American Institute of Mining, Metallurgical, and Petroleum Engineers, Inc.
This paper was prepared for the SPE 4th Annual Eastern Regional Meeting to be held in Pittsburgh, Pa., Nov. 2–3, 1967. Permission to copy is restricted to an abstract of not more than 300 words. Illustrations may not be copied. The abstract should contain conspicuous acknowledgment of where and by whom the paper is presented. Publication elsewhere after publication in the JOURNAL OF PETROLEUM TECHNOLOGY or the SOCIETY OF PETROLEUM ENGINEERS JOURNAL is usually granted upon request to the Editor of the appropriate journal provided agreement to give proper credit is made.
Discussion of this paper is invited. Three copies of any discussion should be sent to the Society of Petroleum Engineers office. Such discussion may be presented at the above meeting and, with the paper, may be considered for publication in one of the two SPE magazines.
Gas occurs in coalbeds in an adsorbed and a free gas state. Adsorbed gas is stored in the micropore structure and its transport is governed by Fick's law. The free gas occurs in the fracture system and flows according to Darcy's law. These two modes of mass transport are interdependent. Production decline curves are of the constant percentage decline type and, thus, show no indications of flow characteristics peculiar to coal-gas reservoirs. The effectiveness of surface boreholes as a degasification scheme depends upon both good fracture permeability and a high fracture density. Conventional methods of reservoir engineering analysis are not applicable to coalbeds.
Mining of deep coalbeds (1,500 to 2,000 ft.) and production of the associated gas is analogous to a gas well with an expanding well bore radius. Gas production of 10 to 15 MMscfd is not uncommon from deep mines. State and Federal codes require that each unit vol. of gas be diluted with approximately 100 vol. of air. Methane-air mixtures in the range 5 to 15 pct. methane are explosive.

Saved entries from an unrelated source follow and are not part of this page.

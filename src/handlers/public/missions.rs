// handlers/public/missions.rs - read-only mission views

use axum::{
    extract::{Path, State},
    response::Json,
    Extension,
};
use serde_json::Value;

use crate::database::AdvancedResults;
use crate::error::ApiError;
use crate::handlers::parse_id;
use crate::middleware::{results_envelope, Bare};
use crate::services::MissionService;
use crate::state::AppState;

/// GET /api/missions - paginated list with `incidents` populated
pub async fn list(Extension(results): Extension<AdvancedResults>) -> Json<Value> {
    results_envelope(results)
}

/// GET /api/missions/:id - single mission with its incidents
pub async fn show(State(state): State<AppState>, Path(id): Path<String>) -> Result<Bare<Value>, ApiError> {
    let mission = MissionService::new(&state.db).find_with_incidents(parse_id(&id)?).await?;
    Ok(Bare::ok(mission))
}
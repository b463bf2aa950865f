use clap::Parser;
use mission_control_api::cli::{self, utils::output_error, Cli, OutputFormat};
use tracing_subscriber::EnvFilter;

#[tokio::main]
async fn main() -> anyhow::Result<()> {
    let _ = dotenvy::dotenv();
    tracing_subscriber::fmt()
        .with_env_filter(EnvFilter::try_from_default_env().unwrap_or_else(|_| EnvFilter::new("warn")))
        .init();

    let cli = Cli::parse();
    let output_format = OutputFormat::from_cli(&cli);

    if let Err(e) = cli::run(cli).await {
        match std::env::var("CLI_VERBOSE").as_deref() {
            Ok("true") | Ok("1") => output_error(output_format, &format!("{e:?}")),
            _ => output_error(output_format, &e.to_string()),
        }
        std::process::exit(1);
    }

    Ok(())
}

Mining deeper coalbeds requires smaller mine openings and these mines tend to be more gassy. Thus, the use of ventilation (dilution) as a means of controlling methane concentrations at active face areas and in the returns is limited severely. Degasification of coalbeds prior to mining and methods of controlling the flow during mining are necessary. Before effective methods of control and degasification can be developed, the laws governing mass transport through coalbeds must be understood.
The purpose of this paper is to present the fundamental concepts governing the transport of gases through a coalbed, and to define one of the environmental problems related to rapid, economical, and safe mining of coal deposits.
Coal is formed from plant substances which mere preserved in various states of degradation in a favorable environment, and later altered by chemical and physical processes. However, there is no universal agreement on what chemical and physical changes take place in the transformation of plant substances to coal.